Published on Monday, 8th March 2021

Centre for Cites think tank and the Fast Growth Cities have warned the government not to overlook the risk that Covid-19 could have on Norwich’s long term prosperity.

The warning came after they unveiled a blueprint for the city’s recovery from the pandemic. Prior to the pandemic, Norwich had a fast growing local economy, was an important source of employment for people far beyond its council boundaries and its success contributed to the strength of the national economy. However, Norwich has not escaped the economic damage done by the pandemic and could be at risk of being ‘levelled down’ without further support for people and businesses from the government.

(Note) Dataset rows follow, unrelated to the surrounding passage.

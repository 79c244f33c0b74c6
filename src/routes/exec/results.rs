use super::*;

#[post("/exec/internal/results")]
pub async fn report_result_handler(
    pool: web::Data<SqlitePool>,
    body: web::Json<ResultReportRequest>,
) -> impl Responder {
    let report = body.into_inner();

    let Some(submission_id) = report.submission_id.filter(|id| !id.trim().is_empty()) else {
        return invalid_argument("submissionId is required.");
    };
    let Some(status) = report.status else {
        return invalid_argument("status is required.");
    };

    let result = db::TerminalResult {
        status,
        exit_code: report.exit_code,
        stdout: report.stdout,
        stderr: report.stderr,
        test_results: report.test_results,
        duration_ms: report.duration_ms,
    };

    match db::upsert_result(&submission_id, &result, pool.get_ref()).await {
        Ok(()) => {
            log::info!("Stored {status} result for submission {submission_id}");
            HttpResponse::Ok().json(serde_json::json!({
                "message": "Result stored",
                "submissionId": submission_id,
            }))
        }
        Err(e) => {
            log::error!("Failed to store result of submission {submission_id}: {e:#}");
            external_error()
        }
    }
}
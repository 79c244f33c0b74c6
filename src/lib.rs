pub mod collector;
pub mod config;
pub mod database;
pub mod job;
pub mod queue;
pub mod reporter;
pub mod routes;
pub mod sandbox;
pub mod web_server;
pub mod worker;
pub mod workspace;

pub fn create_timestamp() -> String {
    use chrono::{SecondsFormat, Utc};
    Utc::now().to_rfc3339_opts(SecondsFormat::Millis, true)
}
mod exec;

pub use exec::*;

use actix_web::error::{InternalError, JsonPayloadError};
use actix_web::{HttpRequest, HttpResponse};
use serde::Serialize;

#[derive(Serialize)]
struct ErrorResponse {
    reason: &'static str,
    code: u32,
}

#[derive(Serialize)]
struct ErrorResponseWithMessage {
    reason: &'static str,
    code: u32,
    message: String,
}

fn invalid_argument(message: impl Into<String>) -> HttpResponse {
    HttpResponse::BadRequest().json(ErrorResponseWithMessage {
        reason: "ERR_INVALID_ARGUMENT",
        code: 1,
        message: message.into(),
    })
}

fn not_found(message: impl Into<String>) -> HttpResponse {
    HttpResponse::NotFound().json(ErrorResponseWithMessage {
        reason: "ERR_NOT_FOUND",
        code: 3,
        message: message.into(),
    })
}

fn external_error() -> HttpResponse {
    HttpResponse::InternalServerError().json(ErrorResponse {
        reason: "ERR_EXTERNAL",
        code: 5,
    })
}

pub fn json_error_handler(err: JsonPayloadError, _req: &HttpRequest) -> actix_web::Error {
    let response = HttpResponse::BadRequest().json(ErrorResponse {
        reason: "ERR_INVALID_ARGUMENT",
        code: 1,
    });
    InternalError::from_response(err, response).into()
}
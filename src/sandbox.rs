pub mod demux;
mod docker;
mod runner;
mod runtime;

pub use docker::DockerRuntime;
pub use runner::{MOUNT_POINT, SandboxRunner, SandboxSettings, WORK_DIR, sandbox_script};
pub use runtime::{ContainerRuntime, ContainerSpec, FrameStream};

use std::time::Duration;

/// Exit code used when a sandbox never reported one
pub const EXIT_CODE_UNKNOWN: i64 = -1;

/// What a finished (or stopped) sandbox left behind
#[derive(Debug)]
pub struct RunOutcome {
    pub exit_code: i64,
    pub stdout: String,
    pub stderr: String,
    pub timed_out: bool,
    pub duration: Duration,
}
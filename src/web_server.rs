use std::sync::Arc;

use actix_web::{App, HttpServer, dev::Server, middleware, web};
use sqlx::sqlite::SqlitePool;

use crate::config::{ProjectCatalog, ServerConfig};
use crate::queue::JobQueue;
use crate::routes::{
    get_job_state_handler, get_status_handler, json_error_handler, report_result_handler,
    rerun_handler, submit_handler,
};

/// Registers the Execution Service routes on an app
///
/// Shared by the real server and the integration tests.
pub fn configure(cfg: &mut web::ServiceConfig) {
    cfg.app_data(web::JsonConfig::default().error_handler(json_error_handler))
        .service(submit_handler)
        .service(get_status_handler)
        .service(report_result_handler)
        .service(rerun_handler)
        .service(get_job_state_handler);
}

pub fn build_server(
    server_config: ServerConfig,
    db_pool: SqlitePool,
    queue: Arc<JobQueue>,
    projects: ProjectCatalog,
) -> std::io::Result<Server> {
    let db_pool = web::Data::new(db_pool);
    let queue = web::Data::from(queue);
    let projects = web::Data::new(projects);

    let bind_address = server_config
        .bind_address
        .unwrap_or("127.0.0.1".to_string());
    let bind_port = server_config.bind_port.unwrap_or(12345);

    let server = HttpServer::new(move || {
        App::new()
            .app_data(db_pool.clone())
            .app_data(queue.clone())
            .app_data(projects.clone())
            .wrap(middleware::Logger::default())
            .configure(configure)
    })
    .bind((bind_address.as_str(), bind_port))?
    .run();

    log::info!("Execution Service listening on {bind_address}:{bind_port}");
    Ok(server)
}
use std::time::Instant;

use anyhow::Result;
use async_trait::async_trait;
use uuid::Uuid;

use crate::collector;
use crate::job::{ExecutionJob, ExecutionResult, preview};
use crate::queue::{Delivery, JobHandler, JobQueue};
use crate::reporter::ResultReporter;
use crate::sandbox::SandboxRunner;
use crate::workspace::WorkspaceBuilder;

const LOG_PREVIEW_CHARS: usize = 200;

/// Queue handler that builds, runs, collects and reports one job
pub struct ExecutionWorker {
    builder: WorkspaceBuilder,
    runner: SandboxRunner,
    reporter: ResultReporter,
}

impl ExecutionWorker {
    pub fn new(builder: WorkspaceBuilder, runner: SandboxRunner, reporter: ResultReporter) -> Self {
        Self {
            builder,
            runner,
            reporter,
        }
    }

    /// Runs a job end to end. Never fails: anything that goes wrong becomes
    /// an `error` result carrying the message in `stderr`.
    pub async fn execute(&self, job_id: Uuid, job: &ExecutionJob) -> ExecutionResult {
        let started = Instant::now();

        match self.try_execute(job_id, job).await {
            Ok(result) => result,
            Err(e) => {
                log::error!("Job {job_id} errored before producing a verdict: {e:#}");
                ExecutionResult::error(format!("{e:#}"), started.elapsed().as_millis() as u64)
            }
        }
    }

    async fn try_execute(&self, job_id: Uuid, job: &ExecutionJob) -> Result<ExecutionResult> {
        let workspace = self.builder.build(job_id, job).await?;
        let outcome = self
            .runner
            .run(job_id, &workspace, &job.resource_limits)
            .await?;
        let test_results = collector::read_test_results(&workspace.results_path()).await;
        workspace.remove().await;

        Ok(collector::collect(outcome, test_results))
    }
}

#[async_trait]
impl JobHandler for ExecutionWorker {
    async fn handle(&self, queue: &JobQueue, delivery: &Delivery) -> Result<()> {
        let submission_id = &delivery.job.submission_id;

        let result = match &delivery.checkpoint {
            Some(result) => {
                log::info!(
                    "Job {} already produced a {} result, reporting it again",
                    delivery.id,
                    result.status
                );
                result.clone()
            }
            None => {
                let result = self.execute(delivery.id, &delivery.job).await;
                log::info!(
                    "Submission {submission_id}: {} (exit code {}, {}ms)",
                    result.status,
                    result.exit_code,
                    result.duration_ms
                );
                log::debug!("stdout: {}", preview(&result.stdout, LOG_PREVIEW_CHARS));
                log::debug!("stderr: {}", preview(&result.stderr, LOG_PREVIEW_CHARS));

                if let Err(e) = queue.checkpoint(delivery.id, &result).await {
                    log::warn!("Failed to checkpoint job {}: {e:#}", delivery.id);
                }
                result
            }
        };

        self.reporter
            .report(submission_id, &result)
            .await
            .inspect_err(|e| log::error!("Failed to report submission {submission_id}: {e:#}"))
    }

    async fn on_panic(&self, delivery: &Delivery, message: &str) {
        let result = ExecutionResult::error(format!("internal error: {message}"), 0);
        if let Err(e) = self
            .reporter
            .report(&delivery.job.submission_id, &result)
            .await
        {
            log::warn!(
                "Failed to report the crash of submission {}: {e:#}",
                delivery.job.submission_id
            );
        }
    }
}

Currently, 5.1 per cent of eligible adults in the city are claiming unemployment-related benefits, an increase of 2.6 per cent compared to last March. Additionally, 15.1 per cent of workers in Norwich are being supported by the furlough scheme. Just as Norwich’s success was important for the UK economy pre-Covid, its recovery will be vital in ensuring the wider region and the country bounces back quickly from the pandemic.  

The Centre for Cities/Fast Growth Cities blueprint for recovery focuses on six key areas for Norwich to focus on: 

  • Labour market skills and education
  • Businesses and growth
  • High streets and city centres
  • Housing and planning
  • Transport
  • Economic impact of Covid-19 

In the short-term it urges the Government and to provide guidance to firms in Norwich so they can make the most of the financial support on offer, such as business support loans that are available. In the longer term, Government support for Norwich’s future economic growth should focus on providing adults with better education opportunities, continuing to attract high-skilled, high-paying businesses into the city, and building more homes to increase affordability in the city. Centre for Cities and Fast Growth Cities also call on the Government to devolve more power and money away from Whitehall and to the council. 

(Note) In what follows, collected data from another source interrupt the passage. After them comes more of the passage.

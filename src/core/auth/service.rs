//! Session manager
//!
//! Implements register / login / refresh / verify (plus logout) on top of the
//! credential store, the refresh token store and the token authority. This is
//! where the session lifecycle rules live:
//!
//! - login failures never reveal whether the email exists
//! - a refresh token must pass both its own signature/expiry and the store record
//! - verify re-reads the account so a removed user loses access immediately
//! - every store call in one operation shares a deadline; an elapsed deadline
//!   surfaces as `StoreError::Timeout` and is never retried

use std::future::Future;
use std::str::FromStr;
use std::sync::Arc;
use std::time::Duration;

use tokio::time::Instant;
use uuid::Uuid;

use super::jwt::{JwtError, TokenAuthority, TokenPair};
use super::password::PasswordHasher;
use crate::core::db::models::{User, normalize_email};
use crate::core::db::repositories::{CredentialStore, Lookup, RefreshTokenStore, StoreError};

/// Default deadline applied to the store calls of one operation
const DEFAULT_STORE_TIMEOUT_MS: u64 = 5_000;

/// Session manager error types
#[derive(Debug, thiserror::Error)]
pub enum AuthError {
    #[error("User already exists")]
    AlreadyExists,

    #[error("Invalid credentials")]
    InvalidCredentials,

    #[error("Invalid token")]
    InvalidToken,

    #[error("User not found")]
    UserNotFound,

    #[error("Storage error: {0}")]
    Store(#[from] StoreError),

    #[error("Internal error: {0}")]
    InternalError(String),
}

impl AuthError {
    /// Store and signing failures, as opposed to rejections of caller input
    pub fn is_internal(&self) -> bool {
        matches!(self, AuthError::Store(_) | AuthError::InternalError(_))
    }
}

impl From<JwtError> for AuthError {
    fn from(err: JwtError) -> Self {
        if err.is_rejection() {
            AuthError::InvalidToken
        } else {
            AuthError::InternalError(err.to_string())
        }
    }
}
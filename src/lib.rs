//! tokenwarden - credential and session-token authority
//!
//! Registers users, authenticates them with email and password, and issues
//! short-lived access tokens plus rotating refresh tokens.

pub mod core;
//! PostgreSQL pool
//!
//! `connect` is the startup path: open the pool, apply `migrations/`, then
//! run a health check once before the server accepts traffic.

use sqlx::{PgPool, postgres::PgPoolOptions};
use std::time::Duration;

/// Pool settings; the URL comes from `Config`
#[derive(Debug, Clone)]
pub struct DbConfig {
    pub database_url: String,
    pub max_connections: u32,
    /// How long a caller may wait for a free connection
    pub acquire_timeout: Duration,
}

impl Default for DbConfig {
    fn default() -> Self {
        Self {
            database_url: String::new(),
            max_connections: 10,
            acquire_timeout: Duration::from_secs(5),
        }
    }
}

impl DbConfig {
    pub fn new(database_url: impl Into<String>) -> Self {
        Self {
            database_url: database_url.into(),
            ..Default::default()
        }
    }

    pub fn max_connections(mut self, max: u32) -> Self {
        self.max_connections = max;
        self
    }

    pub fn acquire_timeout(mut self, timeout: Duration) -> Self {
        self.acquire_timeout = timeout;
        self
    }
}

/// Database errors
#[derive(Debug, thiserror::Error)]
pub enum DbError {
    #[error("Failed to connect to database: {0}")]
    ConnectionError(#[from] sqlx::Error),

    #[error("Failed to run migrations: {0}")]
    MigrationError(#[from] sqlx::migrate::MigrateError),
}

/// Open a pool without touching the schema
pub async fn create_pool(config: &DbConfig) -> Result<PgPool, DbError> {
    let pool = PgPoolOptions::new()
        .max_connections(config.max_connections)
        .acquire_timeout(config.acquire_timeout)
        .connect(&config.database_url)
        .await?;

    Ok(pool)
}

/// Apply pending migrations
pub async fn run_migrations(pool: &PgPool) -> Result<(), DbError> {
    sqlx::migrate!("./migrations").run(pool).await?;

    tracing::info!("Database migrations applied");
    Ok(())
}

/// Round-trip a trivial query
pub async fn health_check(pool: &PgPool) -> Result<(), DbError> {
    sqlx::query("SELECT 1").execute(pool).await?;
    Ok(())
}

/// Pool, migrations and a health check, in that order
pub async fn connect(config: &DbConfig) -> Result<PgPool, DbError> {
    let pool = create_pool(config).await?;
    run_migrations(&pool).await?;
    health_check(&pool).await?;

    tracing::info!(max_connections = config.max_connections, "Database ready");
    Ok(pool)
}

/// Pool for the Postgres-backed tests, configured the way the server is
#[cfg(test)]
pub(crate) async fn test_pool() -> PgPool {
    use crate::core::Config;

    let config = Config::from_lookup(|key| match key {
        "JWT_SECRET" => Some("db_test_secret".to_string()),
        _ => std::env::var(key).ok(),
    })
    .expect("DATABASE_URL must be set for database tests");

    connect(&config.db)
        .await
        .expect("Failed to create test pool")
}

Separately, councillor Alan Waters, leader of the city council, and member of Fast Growth Cities’, has urged the government to move forward with plans for Oxford-Cambridge Arc. Along with fellow leaders of the Fast Growth Cities, they have called on the government to extend the planned East-West Rail project to Swindon and Norwich and electrify the line – a move which would help meet the government’s ambition for a zero-carbon future.

Centre for Cities chief executive, Andrew Carter, said: “Norwich has enjoyed several years of economic growth which has benefited people living in the city, and the whole UK through its growing contribution to the treasury. However, it would be a mistake to think that it has escaped the economic damage done by Covid-19 and will need support to bounce back. In the short-term, practical measures to help Norwich’s businesses reopen will be necessary, but in the long-term, more substantive changes to skills and training are needed to protect people’s jobs from economic crashes.”

Cllr Waters said: “This important report reflects on the vital role that cities like Norwich play in the national economy. We already know that the research, innovation and ideas that are generated in our city make it an exciting place to live - but they also attract in investment and jobs. We want Norwich’s economy to work better for all our citizens. We need the investment in skills, training, education and housing to give all our citizens a chance of a good job and a decent home. We can deliver for the UK but we need to make sure that we get the right investment now to recover our economy.”

Copies of the full report are available on request via the Centre for Cities.